И потом, кому она нужна, эта объективность? Воротынскому? Да ему подавай совсем иное, чтоб он мог в мыслях перенести на себя и на царя Иоанна фразу, произнесенную про далекого гишпанского короля. Кстати, он, как я заметил, вслух подвергать критике самого царя или хотя бы легкому, вскользь, осуждению отдельные стороны его деятельности в общении со мной так и не рискнул. Хотелось – видел я это, но не решался. Чувствовалось, укатали сивку крутые горки, и, пережив одну опалу, угодить в новую он не хотел.
Да и зачем, когда совсем рядышком еще одна такая же сволочь в державном венце, только по имени Филипп. К тому же, согласно моим рассказам, он похож на царя как две капли воды, точь-в-точь. И уж тут-то Михайла Иваныч дал себе волю. Оторвался на бедном испанском короле по самое не балуй. Получалось вдвойне хорошо: человек и пар выпускает, и в то же время абсолютно лоялен к властям собственной страны – не придерешься.

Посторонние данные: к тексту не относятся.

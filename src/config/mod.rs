//! Configuration module
//!
//! Handles loading and saving MotorLink configuration: the UDP link settings
//! and the ordered list of multi-motor presets.

use serde::{Deserialize, Serialize};
use std::path::{Path, PathBuf};
use thiserror::Error;

use crate::console::MAX_SPEED;
use crate::network::TransceiverConfig;
use crate::protocol::{MotorMask, DEFAULT_LOCAL_PORT, DEFAULT_REMOTE_PORT};

/// Configuration errors
#[derive(Error, Debug)]
pub enum ConfigError {
    #[error("IO error: {0}")]
    Io(#[from] std::io::Error),

    #[error("Parse error: {0}")]
    Parse(#[from] toml::de::Error),

    #[error("Serialize error: {0}")]
    Serialize(#[from] toml::ser::Error),

    #[error("Config file not found: {0}")]
    NotFound(PathBuf),

    #[error("Preset {index}: speed {speed} exceeds {max}")]
    PresetSpeed { index: usize, speed: u16, max: u16 },
}

pub type ConfigResult<T> = Result<T, ConfigError>;

/// Main application configuration
#[derive(Debug, Clone, Default, Serialize, Deserialize)]
pub struct Config {
    /// Link settings
    #[serde(default)]
    pub link: LinkConfig,

    /// Multi-motor presets; position in the list is the group index
    #[serde(default)]
    pub presets: Vec<PresetConfig>,
}

/// UDP link configuration
#[derive(Debug, Clone, Serialize, Deserialize)]
pub struct LinkConfig {
    /// Controller IP address or hostname
    #[serde(default = "default_remote_ip")]
    pub remote_ip: String,
    /// Controller command port
    #[serde(default = "default_remote_port")]
    pub remote_port: u16,
    /// Local port telemetry is received on
    #[serde(default = "default_local_port")]
    pub local_port: u16,
    /// Back-off after a receive error (ms)
    #[serde(default = "default_poll_interval")]
    pub poll_interval_ms: u64,
    /// Shutdown join timeout (ms)
    #[serde(default = "default_join_timeout")]
    pub join_timeout_ms: u64,
}

fn default_remote_ip() -> String {
    "192.168.70.129".to_string()
}

fn default_remote_port() -> u16 {
    DEFAULT_REMOTE_PORT
}

fn default_local_port() -> u16 {
    DEFAULT_LOCAL_PORT
}

fn default_poll_interval() -> u64 {
    1
}

fn default_join_timeout() -> u64 {
    1000
}

impl Default for LinkConfig {
    fn default() -> Self {
        Self {
            remote_ip: default_remote_ip(),
            remote_port: default_remote_port(),
            local_port: default_local_port(),
            poll_interval_ms: default_poll_interval(),
            join_timeout_ms: default_join_timeout(),
        }
    }
}

impl LinkConfig {
    /// Transceiver timings derived from this link
    pub fn transceiver_config(&self) -> TransceiverConfig {
        TransceiverConfig {
            poll_interval_ms: self.poll_interval_ms,
            join_timeout_ms: self.join_timeout_ms,
            ..Default::default()
        }
    }
}

/// A multi-motor preset row
#[derive(Debug, Clone, Copy, PartialEq, Serialize, Deserialize)]
pub struct PresetConfig {
    /// Motors taking part, as a binary string
    pub selection: MotorMask,
    /// Forward/reverse per motor, as a binary string
    #[serde(default)]
    pub direction: MotorMask,
    /// Sync speed (0-1024)
    pub speed: u16,
}

impl Config {
    /// Load configuration from a file
    pub fn load(path: &Path) -> ConfigResult<Self> {
        if !path.exists() {
            return Err(ConfigError::NotFound(path.to_path_buf()));
        }

        let contents = std::fs::read_to_string(path)?;
        let config: Config = toml::from_str(&contents)?;
        config.validate()?;
        Ok(config)
    }

    /// Load configuration from the default location
    pub fn load_default() -> ConfigResult<Self> {
        let config_paths = [
            dirs::config_dir().map(|p| p.join("motorlink/config.toml")),
            Some(PathBuf::from("./motorlink.toml")),
            Some(PathBuf::from("./config.toml")),
        ];

        for path in config_paths.iter().flatten() {
            if path.exists() {
                return Self::load(path);
            }
        }

        // Return default config if no file found
        Ok(Self::default())
    }

    /// Save configuration to a file
    pub fn save(&self, path: &Path) -> ConfigResult<()> {
        let contents = toml::to_string_pretty(self)?;

        if let Some(parent) = path.parent() {
            std::fs::create_dir_all(parent)?;
        }

        std::fs::write(path, contents)?;
        Ok(())
    }

    /// Check preset speeds
    pub fn validate(&self) -> ConfigResult<()> {
        for (index, preset) in self.presets.iter().enumerate() {
            if preset.speed > MAX_SPEED {
                return Err(ConfigError::PresetSpeed {
                    index,
                    speed: preset.speed,
                    max: MAX_SPEED,
                });
            }
        }
        Ok(())
    }

    /// Get the preset at a group index
    pub fn preset(&self, index: usize) -> Option<&PresetConfig> {
        self.presets.get(index)
    }
}

/// Generate a sample configuration file
pub fn generate_sample_config() -> ConfigResult<String> {
    let config = Config {
        presets: vec![
            PresetConfig {
                selection: MotorMask::new(0b0100000),
                direction: MotorMask::NONE,
                speed: 512,
            },
            PresetConfig {
                selection: MotorMask::new(0b0000111),
                direction: MotorMask::new(0b0000101),
                speed: 300,
            },
        ],
        ..Default::default()
    };

    Ok(toml::to_string_pretty(&config)?)
}

#[cfg(test)]
mod tests {
    use super::*;
    use std::io::Write;
    use tempfile::NamedTempFile;

    #[test]
    fn test_default_config() {
        let config = Config::default();
        assert_eq!(config.link.remote_port, DEFAULT_REMOTE_PORT);
        assert_eq!(config.link.local_port, DEFAULT_LOCAL_PORT);
        assert!(config.presets.is_empty());
    }

    #[test]
    fn test_save_and_load() {
        let mut config = Config::default();
        config.link.remote_ip = "10.0.0.7".to_string();
        config.presets.push(PresetConfig {
            selection: MotorMask::new(0b1000001),
            direction: MotorMask::new(0b0000001),
            speed: 128,
        });
        let file = NamedTempFile::new().unwrap();

        config.save(file.path()).unwrap();

        let loaded = Config::load(file.path()).unwrap();
        assert_eq!(loaded.link.remote_ip, "10.0.0.7");
        assert_eq!(loaded.presets, config.presets);
    }

    #[test]
    fn test_sample_config() {
        let sample = generate_sample_config().unwrap();
        let parsed: Config = toml::from_str(&sample).unwrap();
        assert_eq!(parsed.presets.len(), 2);
        assert_eq!(parsed.preset(0).unwrap().selection.bits(), 0b0100000);
        assert!(parsed.preset(2).is_none());
    }

    #[test]
    fn test_preset_rows_keep_order() {
        let mut file = NamedTempFile::new().unwrap();
        write!(
            file,
            r#"
[link]
remote_ip = "127.0.0.1"

[[presets]]
selection = "0000011"
direction = "0000010"
speed = 100

[[presets]]
selection = "1110000"
speed = 1024
"#
        )
        .unwrap();

        let config = Config::load(file.path()).unwrap();
        assert_eq!(config.link.remote_port, DEFAULT_REMOTE_PORT);
        assert_eq!(config.presets[0].direction.bits(), 0b10);
        assert_eq!(config.presets[1].selection.bits(), 0b1110000);
        assert_eq!(config.presets[1].direction, MotorMask::NONE);
    }

    #[test]
    fn test_rejects_bad_presets() {
        let mut file = NamedTempFile::new().unwrap();
        write!(file, "[[presets]]\nselection = \"0000001\"\nspeed = 2000\n").unwrap();
        assert!(matches!(
            Config::load(file.path()),
            Err(ConfigError::PresetSpeed { index: 0, speed: 2000, .. })
        ));

        let mut file = NamedTempFile::new().unwrap();
        write!(file, "[[presets]]\nselection = \"00x\"\nspeed = 10\n").unwrap();
        assert!(matches!(Config::load(file.path()), Err(ConfigError::Parse(_))));
    }

    #[test]
    fn test_missing_file() {
        let result = Config::load(Path::new("/nonexistent/motorlink.toml"));
        assert!(matches!(result, Err(ConfigError::NotFound(_))));
    }
}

И чем больше князь ругал короля, тем больше в нем разгоралось сочувствие ко мне, как к невинному страдальцу. А как же иначе? Да и не меня он жалел, если уж так разобраться – о себе печалился.
«Сходство судеб скрепило узы дружбы двух этих разных людей». Это я вычитал в какой-то книжке. Высокопарно, конечно, но что-то в этом есть.
Про себя князь поначалу рассказывал мало и скупо, да и то в редкие минуты полного откровения, то есть нечасто. Потом со временем я его раскрутил. Послушать было что. Военачальником стал в двадцать девять лет, в далеком тысяча пятьсот сорок третьем году. Тогда его, вернувшегося из ссылки, в которую он угодил вместе с отцом и братьями, поставили воеводой в приграничный город Белев. В следующем году он – воевода большого полка[16] и наместник Калуги. Потом «годовал» в Васильгороде[17] – тоже приграничье, на самом острие, направленном в сторону Казанского ханства.
Ну а дальше понеслось-поехало. Куда только не забрасывала его судьба! Он и здесь, в Костроме, в свое время ухитрился наместничать. Словом, покидало мужика по городам и весям изрядно. Когда Воротынскому едва перевалило за тридцать, Иоанн Грозный назначил его воеводой полка правой руки в своем неудачном походе на Казань. Это уже было круто. Учитывая, что тамошние полки по численности личного состава редко когда уступали нынешним дивизиям, это – генеральские погоны. А ведь он в то время был чуть старше меня.
Но больше всего Михайла Иванович любил вспоминать Казанский поход тысяча пятьсот пятьдесят второго года. Оно и понятно – пик карьеры. Он, да Андрей Курбский, вместе с которым за год до этого, будучи в Рязани[18], они гоняли ногаев, да Александр Горбатый-Шуйский – вот эта троица и ухватила львиную долю общей славы, заслуженно купаясь в ее лучах. Был еще Алексей Адашев, но он уже тогда был не в счет, находясь на особом положении. Помните, у Дюма – три мушкетера и д’Артаньян. Так вот Адашев – это и есть д’Артаньян, а Воротынский в числе мушкетеров.
Но опять-таки про дальнейшую судьбу своих коллег-полководцев – ни гу-гу. Ни о том, как скоропостижно скончался от нервной горячки в Феллине Алексей Адашев, оскорбленный необоснованными обвинениями со стороны царя, ни о том, как в результате клеветы положил голову на плаху, да еще вместе с семнадцатилетним сыном, Александр Горбатый-Шуйский, ни о побеге из Дерпта к польскому королю Сигизмунду II Августу Андрея Курбского, над чьей головой тоже завис царский топор. Как не было их вовсе.